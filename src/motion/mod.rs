//! # Motion Module
//!
//! Pure motion math shared by the control loop.
//!
//! This module handles:
//! - Converting button and stick events into displacement vectors
//! - Clamping requested moves against the machine's travel limits

pub mod delta;
pub mod clamp;

use std::fmt;

/// One of the three machine axes handled by the jog loop.
#[derive(Debug, Clone, Copy, PartialEq, Eq, Hash)]
pub enum Axis {
    X,
    Y,
    Z,
}

impl Axis {
    /// All axes in machine order.
    pub const ALL: [Axis; 3] = [Axis::X, Axis::Y, Axis::Z];

    /// Index into ordered triples (X = 0, Y = 1, Z = 2).
    #[must_use]
    pub fn index(self) -> usize {
        match self {
            Axis::X => 0,
            Axis::Y => 1,
            Axis::Z => 2,
        }
    }
}

impl fmt::Display for Axis {
    fn fmt(&self, f: &mut fmt::Formatter<'_>) -> fmt::Result {
        let letter = match self {
            Axis::X => "x",
            Axis::Y => "y",
            Axis::Z => "z",
        };
        f.write_str(letter)
    }
}

/// Axis-aligned displacement in the machine frame.
#[derive(Debug, Clone, Copy, PartialEq, Default)]
pub struct Displacement {
    pub dx: f64,
    pub dy: f64,
    pub dz: f64,
}

impl Displacement {
    /// No motion.
    pub const ZERO: Displacement = Displacement { dx: 0.0, dy: 0.0, dz: 0.0 };

    #[must_use]
    pub const fn new(dx: f64, dy: f64, dz: f64) -> Self {
        Self { dx, dy, dz }
    }

    /// Returns true if no axis moves.
    #[must_use]
    pub fn is_zero(&self) -> bool {
        self.dx == 0.0 && self.dy == 0.0 && self.dz == 0.0
    }

    /// Component along `axis`.
    #[must_use]
    pub fn get(&self, axis: Axis) -> f64 {
        match axis {
            Axis::X => self.dx,
            Axis::Y => self.dy,
            Axis::Z => self.dz,
        }
    }

    /// Sets the component along `axis`.
    pub fn set(&mut self, axis: Axis, value: f64) {
        match axis {
            Axis::X => self.dx = value,
            Axis::Y => self.dy = value,
            Axis::Z => self.dz = value,
        }
    }

    /// Scales every component by `factor`.
    #[must_use]
    pub fn scaled(self, factor: f64) -> Self {
        Self::new(self.dx * factor, self.dy * factor, self.dz * factor)
    }
}

/// Absolute machine position in millimetres.
///
/// Always re-read from the machine before a clamp; never cached across
/// dispatch cycles.
#[derive(Debug, Clone, Copy, PartialEq, Default)]
pub struct MachinePosition {
    pub x: f64,
    pub y: f64,
    pub z: f64,
}

impl MachinePosition {
    #[must_use]
    pub const fn new(x: f64, y: f64, z: f64) -> Self {
        Self { x, y, z }
    }

    /// Coordinate along `axis`.
    #[must_use]
    pub fn get(&self, axis: Axis) -> f64 {
        match axis {
            Axis::X => self.x,
            Axis::Y => self.y,
            Axis::Z => self.z,
        }
    }

    /// Sets the coordinate along `axis`.
    pub fn set(&mut self, axis: Axis, value: f64) {
        match axis {
            Axis::X => self.x = value,
            Axis::Y => self.y = value,
            Axis::Z => self.z = value,
        }
    }

    /// Position after applying `delta`.
    #[must_use]
    pub fn offset_by(self, delta: Displacement) -> Self {
        Self::new(self.x + delta.dx, self.y + delta.dy, self.z + delta.dz)
    }
}

/// Travel range of a single axis.
#[derive(Debug, Clone, Copy, PartialEq)]
pub struct AxisRange {
    pub min: f64,
    pub max: f64,
}

impl AxisRange {
    #[must_use]
    pub const fn new(min: f64, max: f64) -> Self {
        Self { min, max }
    }

    /// Returns true if `value` lies within `[min, max]`.
    #[must_use]
    pub fn contains(&self, value: f64) -> bool {
        value >= self.min && value <= self.max
    }
}

/// Ordered (min, max) limits for X, Y and Z.
#[derive(Debug, Clone, Copy, PartialEq)]
pub struct AxisLimits(pub [AxisRange; 3]);

impl AxisLimits {
    #[must_use]
    pub const fn new(x: AxisRange, y: AxisRange, z: AxisRange) -> Self {
        Self([x, y, z])
    }

    /// Range for `axis`.
    #[must_use]
    pub fn range(&self, axis: Axis) -> AxisRange {
        self.0[axis.index()]
    }
}
//! # Controller Layout
//!
//! Button and axis indices delivered by [`ControllerSource`](super::ControllerSource)
//! implementations. The numbering follows the common PlayStation game
//! controller layout.
//!
//! | Index | Button | Jog function |
//! |-------|--------|--------------|
//! | 0 | Cross (×) | Mark clear position |
//! | 1 | Circle (○) | Unlock tool |
//! | 2 | Square (□) | Mark park position |
//! | 3 | Triangle (△) | Lock tool |
//! | 5 | PS | Exit |
//! | 9 / 10 | L1 / R1 | +Z / −Z large step |
//! | 11 / 12 | D-Pad up / down | −Y / +Y large step |
//! | 13 / 14 | D-Pad left / right | +X / −X large step |
//! | 15 | Touchpad | Record position |
//!
//! | Index | Axis | Jog function |
//! |-------|------|--------------|
//! | 0 / 1 | Left stick X / Y | Medium X / Y steps |
//! | 2 / 3 | Right stick X / Y | Small X / Y steps |
//! | 4 / 5 | L2 / R2 | Z up / down |

/// Button indices.
pub mod buttons {
    /// Cross (×) - mark clear position
    pub const CROSS: u16 = 0;
    /// Circle (○) - unlock tool
    pub const CIRCLE: u16 = 1;
    /// Square (□) - mark park position
    pub const SQUARE: u16 = 2;
    /// Triangle (△) - lock tool
    pub const TRIANGLE: u16 = 3;
    /// Share
    pub const SHARE: u16 = 4;
    /// PS - exit jog mode
    pub const PS: u16 = 5;
    /// Options
    pub const OPTIONS: u16 = 6;
    /// L3 - left stick click
    pub const L3: u16 = 7;
    /// R3 - right stick click
    pub const R3: u16 = 8;
    /// L1 - +Z
    pub const L1: u16 = 9;
    /// R1 - -Z
    pub const R1: u16 = 10;
    /// D-Pad up - -Y
    pub const DPAD_UP: u16 = 11;
    /// D-Pad down - +Y
    pub const DPAD_DOWN: u16 = 12;
    /// D-Pad left - +X
    pub const DPAD_LEFT: u16 = 13;
    /// D-Pad right - -X
    pub const DPAD_RIGHT: u16 = 14;
    /// Touchpad click - record position
    pub const TOUCHPAD: u16 = 15;
}

/// Axis indices.
pub mod axes {
    /// Left stick X
    pub const LEFT_X: u16 = 0;
    /// Left stick Y
    pub const LEFT_Y: u16 = 1;
    /// Right stick X
    pub const RIGHT_X: u16 = 2;
    /// Right stick Y
    pub const RIGHT_Y: u16 = 3;
    /// L2 trigger
    pub const L2: u16 = 4;
    /// R2 trigger
    pub const R2: u16 = 5;
}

----

The problem: From the first line to the last, please write out the entries exactly.

Output for this task:
filename src/motion/mod.rs
//! # Motion Module
//!
//! Pure motion math shared by the control loop.
//!
//! This module handles:
//! - Converting button and stick events into displacement vectors
//! - Clamping requested moves against the machine's travel limits

pub mod delta;
pub mod clamp;

use std::fmt;

/// One of the three machine axes handled by the jog loop.
#[derive(Debug, Clone, Copy, PartialEq, Eq, Hash)]
pub enum Axis {
    X,
    Y,
    Z,
}

impl Axis {
    /// All axes in machine order.
    pub const ALL: [Axis; 3] = [Axis::X, Axis::Y, Axis::Z];

    /// Index into ordered triples (X = 0, Y = 1, Z = 2).
    #[must_use]
    pub fn index(self) -> usize {
        match self {
            Axis::X => 0,
            Axis::Y => 1,
            Axis::Z => 2,
        }
    }
}

impl fmt::Display for Axis {
    fn fmt(&self, f: &mut fmt::Formatter<'_>) -> fmt::Result {
        let letter = match self {
            Axis::X => "x",
            Axis::Y => "y",
            Axis::Z => "z",
        };
        f.write_str(letter)
    }
}

/// Axis-aligned displacement in the machine frame.
#[derive(Debug, Clone, Copy, PartialEq, Default)]
pub struct Displacement {
    pub dx: f64,
    pub dy: f64,
    pub dz: f64,
}

impl Displacement {
    /// No motion.
    pub const ZERO: Displacement = Displacement { dx: 0.0, dy: 0.0, dz: 0.0 };

    #[must_use]
    pub const fn new(dx: f64, dy: f64, dz: f64) -> Self {
        Self { dx, dy, dz }
    }

    /// Returns true if no axis moves.
    #[must_use]
    pub fn is_zero(&self) -> bool {
        self.dx == 0.0 && self.dy == 0.0 && self.dz == 0.0
    }

    /// Component along `axis`.
    #[must_use]
    pub fn get(&self, axis: Axis) -> f64 {
        match axis {
            Axis::X => self.dx,
            Axis::Y => self.dy,
            Axis::Z => self.dz,
        }
    }

    /// Sets the component along `axis`.
    pub fn set(&mut self, axis: Axis, value: f64) {
        match axis {
            Axis::X => self.dx = value,
            Axis::Y => self.dy = value,
            Axis::Z => self.dz = value,
        }
    }

    /// Scales every component by `factor`.
    #[must_use]
    pub fn scaled(self, factor: f64) -> Self {
        Self::new(self.dx * factor, self.dy * factor, self.dz * factor)
    }
}

/// Absolute machine position in millimetres.
///
/// Always re-read from the machine before a clamp; never cached across
/// dispatch cycles.
#[derive(Debug, Clone, Copy, PartialEq, Default)]
pub struct MachinePosition {
    pub x: f64,
    pub y: f64,
    pub z: f64,
}

impl MachinePosition {
    #[must_use]
    pub const fn new(x: f64, y: f64, z: f64) -> Self {
        Self { x, y, z }
    }

    /// Coordinate along `axis`.
    #[must_use]
    pub fn get(&self, axis: Axis) -> f64 {
        match axis {
            Axis::X => self.x,
            Axis::Y => self.y,
            Axis::Z => self.z,
        }
    }

    /// Sets the coordinate along `axis`.
    pub fn set(&mut self, axis: Axis, value: f64) {
        match axis {
            Axis::X => self.x = value,
            Axis::Y => self.y = value,
            Axis::Z => self.z = value,
        }
    }

    /// Position after applying `delta`.
    #[must_use]
    pub fn offset_by(self, delta: Displacement) -> Self {
        Self::new(self.x + delta.dx, self.y + delta.dy, self.z + delta.dz)
    }
}

/// Travel range of a single axis.
#[derive(Debug, Clone, Copy, PartialEq)]
pub struct AxisRange {
    pub min: f64,
    pub max: f64,
}

impl AxisRange {
    #[must_use]
    pub const fn new(min: f64, max: f64) -> Self {
        Self { min, max }
    }

    /// Returns true if `value` lies within `[min, max]`.
    #[must_use]
    pub fn contains(&self, value: f64) -> bool {
        value >= self.min && value <= self.max
    }
}

/// Ordered (min, max) limits for X, Y and Z.
#[derive(Debug, Clone, Copy, PartialEq)]
pub struct AxisLimits(pub [AxisRange; 3]);

impl AxisLimits {
    #[must_use]
    pub const fn new(x: AxisRange, y: AxisRange, z: AxisRange) -> Self {
        Self([x, y, z])
    }

    /// Range for `axis`.
    #[must_use]
    pub fn range(&self, axis: Axis) -> AxisRange {
        self.0[axis.index()]
    }
}
//! # Controller Layout
//!
//! Button and axis indices delivered by [`ControllerSource`](super::ControllerSource)
//! implementations. The numbering follows the common PlayStation game
//! controller layout.
//!
//! | Index | Button | Jog function |
//! |-------|--------|--------------|
//! | 0 | Cross (×) | Mark clear position |
//! | 1 | Circle (○) | Unlock tool |
//! | 2 | Square (□) | Mark park position |
//! | 3 | Triangle (△) | Lock tool |
//! | 5 | PS | Exit |
//! | 9 / 10 | L1 / R1 | +Z / −Z large step |
//! | 11 / 12 | D-Pad up / down | −Y / +Y large step |
//! | 13 / 14 | D-Pad left / right | +X / −X large step |
//! | 15 | Touchpad | Record position |
//!
//! | Index | Axis | Jog function |
//! |-------|------|--------------|
//! | 0 / 1 | Left stick X / Y | Medium X / Y steps |
//! | 2 / 3 | Right stick X / Y | Small X / Y steps |
//! | 4 / 5 | L2 / R2 | Z up / down |

/// Button indices.
pub mod buttons {
    /// Cross (×) - mark clear position
    pub const CROSS: u16 = 0;
    /// Circle (○) - unlock tool
    pub const CIRCLE: u16 = 1;
    /// Square (□) - mark park position
    pub const SQUARE: u16 = 2;
    /// Triangle (△) - lock tool
    pub const TRIANGLE: u16 = 3;
    /// Share
    pub const SHARE: u16 = 4;
    /// PS - exit jog mode
    pub const PS: u16 = 5;
    /// Options
    pub const OPTIONS: u16 = 6;
    /// L3 - left stick click
    pub const L3: u16 = 7;
    /// R3 - right stick click
    pub const R3: u16 = 8;
    /// L1 - +Z
    pub const L1: u16 = 9;
    /// R1 - -Z
    pub const R1: u16 = 10;
    /// D-Pad up - -Y
    pub const DPAD_UP: u16 = 11;
    /// D-Pad down - +Y
    pub const DPAD_DOWN: u16 = 12;
    /// D-Pad left - +X
    pub const DPAD_LEFT: u16 = 13;
    /// D-Pad right - -X
    pub const DPAD_RIGHT: u16 = 14;
    /// Touchpad click - record position
    pub const TOUCHPAD: u16 = 15;
}

/// Axis indices.
pub mod axes {
    /// Left stick X
    pub const LEFT_X: u16 = 0;
    /// Left stick Y
    pub const LEFT_Y: u16 = 1;
    /// Right stick X
    pub const RIGHT_X: u16 = 2;
    /// Right stick Y
    pub const RIGHT_Y: u16 = 3;
    /// L2 trigger
    pub const L2: u16 = 4;
    /// R2 trigger
    pub const R2: u16 = 5;
}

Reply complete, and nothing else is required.